Let's Go Oak-land
Usually, we'd sit in the left field bleachers. Two bucks, then $2.50, for space on an unforgiving wooden bench, but inside the park, and with the expansive foul ground at Oakland-Alameda County Coliseum, the bleacher seats were closer to the field than any other. They were also the best seats for a Businessman's Special, mid-week day games in the dead of summer, with sparse attendance, so you could sit on one bench and lean back on the other, exposing your bare chest to the sun aiming directly at you from over the rim of the stadium.
Those were the "good ol' days" when Schotty, Kool Breeze, Donny and I could make Hegenberger Rd. in a half-hour, 45-minutes tops, when Schotty's older brother's ID was sufficient to order four 32 oz. beers, or even more if the guys behind us happened to be willing to trade illicit beers for illicit green bud and if this barter system ended up in us not remembering anything of the game but the fact that Oil Can Boyd shut us out, well, that was okay, 'cause we had fun. Didn't we?

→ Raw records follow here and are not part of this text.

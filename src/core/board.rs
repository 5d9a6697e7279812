//! Board module - owns the line and box grids
//!
//! A grid of `GRID_SIZE` × `GRID_SIZE` boxes. Lines are claim-once: an
//! unclaimed line can become owned by either side and never changes again.
//! A box belongs to whoever claimed its fourth bounding edge.
//!
//! Coordinates follow the dot grid: horizontal line (i, j) runs from dot
//! (i, j) to dot (i + 1, j); vertical line (i, j) runs from dot (i, j) to
//! dot (i, j + 1). Box (x, y) is bounded by horizontal (x, y) and
//! (x, y + 1) and vertical (x, y) and (x + 1, y).

use arrayvec::ArrayVec;

use crate::types::{InvalidMove, Line, Orientation, Side, GRID_SIZE};

const N: usize = GRID_SIZE as usize;

/// The game board: every line and every box, nothing else.
#[derive(Debug, Clone, PartialEq, Eq)]
pub struct Board {
    /// Horizontal lines, indexed `[i][j]`, i in 0..N, j in 0..=N.
    horizontal: [[Option<Side>; N + 1]; N],
    /// Vertical lines, indexed `[i][j]`, i in 0..=N, j in 0..N.
    vertical: [[Option<Side>; N]; N + 1],
    /// Box owners, indexed `[x][y]`.
    boxes: [[Option<Side>; N]; N],
}

impl Board {
    /// Create a board with every line unclaimed and every box unowned.
    pub fn new() -> Self {
        Self {
            horizontal: [[None; N + 1]; N],
            vertical: [[None; N]; N + 1],
            boxes: [[None; N]; N],
        }
    }

    pub fn grid_size(&self) -> u8 {
        GRID_SIZE
    }

    /// Get the state of a line.
    /// Returns `None` if the address is out of range for its orientation.
    pub fn get(&self, line: Line) -> Option<Option<Side>> {
        let (i, j) = (line.i as usize, line.j as usize);
        match line.orientation {
            Orientation::Horizontal => self.horizontal.get(i)?.get(j).copied(),
            Orientation::Vertical => self.vertical.get(i)?.get(j).copied(),
        }
    }

    /// In range and still unclaimed.
    pub fn is_unclaimed(&self, line: Line) -> bool {
        matches!(self.get(line), Some(None))
    }

    /// In range and owned by either side.
    pub fn is_claimed(&self, line: Line) -> bool {
        matches!(self.get(line), Some(Some(_)))
    }

    /// Claim a line for `side`.
    ///
    /// Fails with `OutOfRange` or `AlreadyClaimed`; a failed claim mutates
    /// nothing. A successful claim is permanent.
    pub fn claim_line(&mut self, line: Line, side: Side) -> Result<(), InvalidMove> {
        match self.get(line) {
            None => Err(InvalidMove::OutOfRange),
            Some(Some(_)) => Err(InvalidMove::AlreadyClaimed),
            Some(None) => {
                let (i, j) = (line.i as usize, line.j as usize);
                match line.orientation {
                    Orientation::Horizontal => self.horizontal[i][j] = Some(side),
                    Orientation::Vertical => self.vertical[i][j] = Some(side),
                }
                Ok(())
            }
        }
    }

    /// Owner of box (x, y); `None` if unowned or out of range.
    pub fn box_owner(&self, x: u8, y: u8) -> Option<Side> {
        self.boxes
            .get(x as usize)
            .and_then(|col| col.get(y as usize))
            .copied()
            .flatten()
    }

    /// The four bounding edges of box (x, y).
    pub fn box_edges(x: u8, y: u8) -> [Line; 4] {
        [
            Line::horizontal(x, y),
            Line::horizontal(x, y + 1),
            Line::vertical(x, y),
            Line::vertical(x + 1, y),
        ]
    }

    /// The boxes a line borders: two in the interior, one on the grid edge.
    pub fn adjacent_boxes(line: Line) -> ArrayVec<(u8, u8), 2> {
        let mut out = ArrayVec::new();
        match line.orientation {
            Orientation::Horizontal => {
                if line.j > 0 {
                    out.push((line.i, line.j - 1));
                }
                if line.j < GRID_SIZE {
                    out.push((line.i, line.j));
                }
            }
            Orientation::Vertical => {
                if line.i > 0 {
                    out.push((line.i - 1, line.j));
                }
                if line.i < GRID_SIZE {
                    out.push((line.i, line.j));
                }
            }
        }
        out
    }

    /// Number of claimed edges around box (x, y), 0..=4.
    pub fn claimed_edges(&self, x: u8, y: u8) -> u8 {
        Self::box_edges(x, y)
            .iter()
            .filter(|&&edge| self.is_claimed(edge))
            .count() as u8
    }

    /// Boxes that `line` closes: adjacent, still unowned, and with every
    /// bounding edge either claimed or equal to `line` itself.
    ///
    /// Treating the queried line as claimed makes this serve two callers
    /// with one definition: resolution after a committed claim, and the
    /// opponent's hypothetical lookahead on an unclaimed candidate.
    pub fn boxes_completed_by(&self, line: Line) -> ArrayVec<(u8, u8), 2> {
        let mut out = ArrayVec::new();
        for (x, y) in Self::adjacent_boxes(line) {
            if self.box_owner(x, y).is_some() {
                continue;
            }
            let closed = Self::box_edges(x, y)
                .iter()
                .all(|&edge| edge == line || self.is_claimed(edge));
            if closed {
                out.push((x, y));
            }
        }
        out
    }

    /// Set the owner of each given box. Only ever called on unowned boxes
    /// coming out of [`Board::boxes_completed_by`].
    pub fn apply_box_ownership(&mut self, boxes: &[(u8, u8)], side: Side) {
        for &(x, y) in boxes {
            if let Some(owner) = self
                .boxes
                .get_mut(x as usize)
                .and_then(|col| col.get_mut(y as usize))
            {
                *owner = Some(side);
            }
        }
    }

    /// True iff every line on the board is claimed.
    pub fn is_game_over(&self) -> bool {
        let horizontal_full = self
            .horizontal
            .iter()
            .all(|col| col.iter().all(|l| l.is_some()));
        let vertical_full = self
            .vertical
            .iter()
            .all(|col| col.iter().all(|l| l.is_some()));
        horizontal_full && vertical_full
    }

    /// Count of boxes owned by `side`.
    pub fn score(&self, side: Side) -> u8 {
        self.boxes
            .iter()
            .flatten()
            .filter(|&&owner| owner == Some(side))
            .count() as u8
    }

    /// All unclaimed lines in the fixed scan order the opponent searches:
    /// every horizontal line row-major, then every vertical line row-major.
    pub fn unclaimed_lines(&self) -> impl Iterator<Item = Line> + '_ {
        let horizontal =
            (0..GRID_SIZE).flat_map(|i| (0..=GRID_SIZE).map(move |j| Line::horizontal(i, j)));
        let vertical =
            (0..=GRID_SIZE).flat_map(|i| (0..GRID_SIZE).map(move |j| Line::vertical(i, j)));
        horizontal
            .chain(vertical)
            .filter(move |&line| self.is_unclaimed(line))
    }
}

impl Default for Board {
    fn default() -> Self {
        Self::new()
    }
}

#[cfg(test)]
mod tests {
    use super::*;

    #[test]
    fn test_new_board_all_unclaimed() {
        let board = Board::new();
        assert_eq!(board.unclaimed_lines().count(), 2 * N * (N + 1));
        for x in 0..GRID_SIZE {
            for y in 0..GRID_SIZE {
                assert_eq!(board.box_owner(x, y), None);
            }
        }
        assert!(!board.is_game_over());
    }

    #[test]
    fn test_get_out_of_range() {
        let board = Board::new();
        assert_eq!(board.get(Line::horizontal(GRID_SIZE, 0)), None);
        assert_eq!(board.get(Line::horizontal(0, GRID_SIZE + 1)), None);
        assert_eq!(board.get(Line::vertical(GRID_SIZE + 1, 0)), None);
        assert_eq!(board.get(Line::vertical(0, GRID_SIZE)), None);
    }

    #[test]
    fn test_claim_line() {
        let mut board = Board::new();
        let line = Line::horizontal(0, 0);

        assert!(board.is_unclaimed(line));
        assert_eq!(board.claim_line(line, Side::Player), Ok(()));
        assert_eq!(board.get(line), Some(Some(Side::Player)));
        assert!(board.is_claimed(line));
    }

    #[test]
    fn test_claim_is_monotonic() {
        let mut board = Board::new();
        let line = Line::vertical(1, 2);

        assert_eq!(board.claim_line(line, Side::Opponent), Ok(()));
        // A second claim by either side is rejected and changes nothing.
        assert_eq!(
            board.claim_line(line, Side::Player),
            Err(InvalidMove::AlreadyClaimed)
        );
        assert_eq!(board.get(line), Some(Some(Side::Opponent)));
    }

    #[test]
    fn test_claim_out_of_range() {
        let mut board = Board::new();
        let before = board.clone();
        assert_eq!(
            board.claim_line(Line::horizontal(0, GRID_SIZE + 1), Side::Player),
            Err(InvalidMove::OutOfRange)
        );
        assert_eq!(board, before);
    }

    #[test]
    fn test_adjacent_boxes_interior_and_boundary() {
        // Top edge of the grid: one adjacent box.
        assert_eq!(
            Board::adjacent_boxes(Line::horizontal(0, 0)).as_slice(),
            &[(0, 0)]
        );
        // Bottom edge.
        assert_eq!(
            Board::adjacent_boxes(Line::horizontal(2, GRID_SIZE)).as_slice(),
            &[(2, GRID_SIZE - 1)]
        );
        // Interior horizontal line borders the box above and below.
        assert_eq!(
            Board::adjacent_boxes(Line::horizontal(1, 1)).as_slice(),
            &[(1, 0), (1, 1)]
        );
        // Left and right grid edges.
        assert_eq!(
            Board::adjacent_boxes(Line::vertical(0, 1)).as_slice(),
            &[(0, 1)]
        );
        assert_eq!(
            Board::adjacent_boxes(Line::vertical(GRID_SIZE, 0)).as_slice(),
            &[(GRID_SIZE - 1, 0)]
        );
        // Interior vertical line.
        assert_eq!(
            Board::adjacent_boxes(Line::vertical(1, 2)).as_slice(),
            &[(0, 2), (1, 2)]
        );
    }

    #[test]
    fn test_claimed_edges_counts() {
        let mut board = Board::new();
        assert_eq!(board.claimed_edges(0, 0), 0);

        board.claim_line(Line::horizontal(0, 0), Side::Player).unwrap();
        board.claim_line(Line::vertical(0, 0), Side::Opponent).unwrap();
        assert_eq!(board.claimed_edges(0, 0), 2);

        board.claim_line(Line::horizontal(0, 1), Side::Player).unwrap();
        board.claim_line(Line::vertical(1, 0), Side::Player).unwrap();
        assert_eq!(board.claimed_edges(0, 0), 4);
    }

    #[test]
    fn test_boxes_completed_by_hypothetical() {
        let mut board = Board::new();
        // Three edges of box (0, 0) claimed, fourth still open.
        board.claim_line(Line::horizontal(0, 0), Side::Player).unwrap();
        board.claim_line(Line::horizontal(0, 1), Side::Opponent).unwrap();
        board.claim_line(Line::vertical(0, 0), Side::Player).unwrap();

        let missing = Line::vertical(1, 0);
        assert!(board.is_unclaimed(missing));
        // Hypothetical check on the still-unclaimed candidate.
        assert_eq!(board.boxes_completed_by(missing).as_slice(), &[(0, 0)]);
        // Any other unclaimed line completes nothing.
        assert!(board.boxes_completed_by(Line::horizontal(1, 0)).is_empty());
    }

    #[test]
    fn test_boxes_completed_by_double_box() {
        let mut board = Board::new();
        // Boxes (1, 0) and (1, 1) each miss only the shared line h(1, 1).
        for line in [
            Line::horizontal(1, 0),
            Line::vertical(1, 0),
            Line::vertical(2, 0),
            Line::horizontal(1, 2),
            Line::vertical(1, 1),
            Line::vertical(2, 1),
        ] {
            board.claim_line(line, Side::Player).unwrap();
        }

        let shared = Line::horizontal(1, 1);
        assert_eq!(
            board.boxes_completed_by(shared).as_slice(),
            &[(1, 0), (1, 1)]
        );
    }

    #[test]
    fn test_boxes_completed_by_skips_owned_box() {
        let mut board = Board::new();
        for line in Board::box_edges(0, 0) {
            board.claim_line(line, Side::Player).unwrap();
        }
        board.apply_box_ownership(&[(0, 0)], Side::Player);

        // Every edge of an already-owned box reports no new completion.
        for line in Board::box_edges(0, 0) {
            assert!(board.boxes_completed_by(line).is_empty());
        }
    }

    #[test]
    fn test_score_and_game_over() {
        let mut board = Board::new();
        assert_eq!(board.score(Side::Player), 0);
        assert_eq!(board.score(Side::Opponent), 0);

        // Claim every line; attribute all boxes to the opponent.
        let all: Vec<Line> = board.unclaimed_lines().collect();
        for line in all {
            board.claim_line(line, Side::Opponent).unwrap();
            let closed = board.boxes_completed_by(line);
            board.apply_box_ownership(&closed, Side::Opponent);
        }

        assert!(board.is_game_over());
        assert_eq!(board.score(Side::Opponent), GRID_SIZE * GRID_SIZE);
        assert_eq!(board.score(Side::Player), 0);
        assert_eq!(board.unclaimed_lines().count(), 0);
    }

    #[test]
    fn test_scan_order_is_horizontal_then_vertical_row_major() {
        let board = Board::new();
        let lines: Vec<Line> = board.unclaimed_lines().collect();

        assert_eq!(lines[0], Line::horizontal(0, 0));
        assert_eq!(lines[1], Line::horizontal(0, 1));
        assert_eq!(lines[(N * (N + 1)) - 1], Line::horizontal(2, GRID_SIZE));
        assert_eq!(lines[N * (N + 1)], Line::vertical(0, 0));
        assert_eq!(lines.last(), Some(&Line::vertical(GRID_SIZE, GRID_SIZE - 1)));
    }
}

In 1986, Oakland hosted the All-Star game and, for my birthday, the lot of us went to the "workout and skills competition" the day before armed with two half gallon jugs of OJ and Pink Lemonade, both liberally spiked with vodka. Schotty served us mixed drinks from the back seat of the Country Squire station wagon on the way over, all 8 of us packed into this leathered and paneled blast of automobiles past. At the park, we walked right in with them. Simpler times, times when one of the A's three representatives--closer Jay Howell--was booed by the hometown fans because of his horrid sucking in the week prior to the break.
On Little League day at some point in the 70s, lead-footed catcher Jim Essian managed an inside-the-park Grand Slam, a feat only slightly diminished by the fact it came against the expansion (or near-expansion) Blue Jays. Paul Splittorff breaking my heart with a gem on the night I first sat in the lower deck, a prized ticket won with superior paperboy accomplishments, a night I walked into the stone arena KNOWING my A's would win for me on this most special of occasions. The almost-free tickets right behind the visitor's dugout for a double-header against the Twins, all four of us ducking madly when a foul liner whizzed over our heads, taking a ton of flak from our section.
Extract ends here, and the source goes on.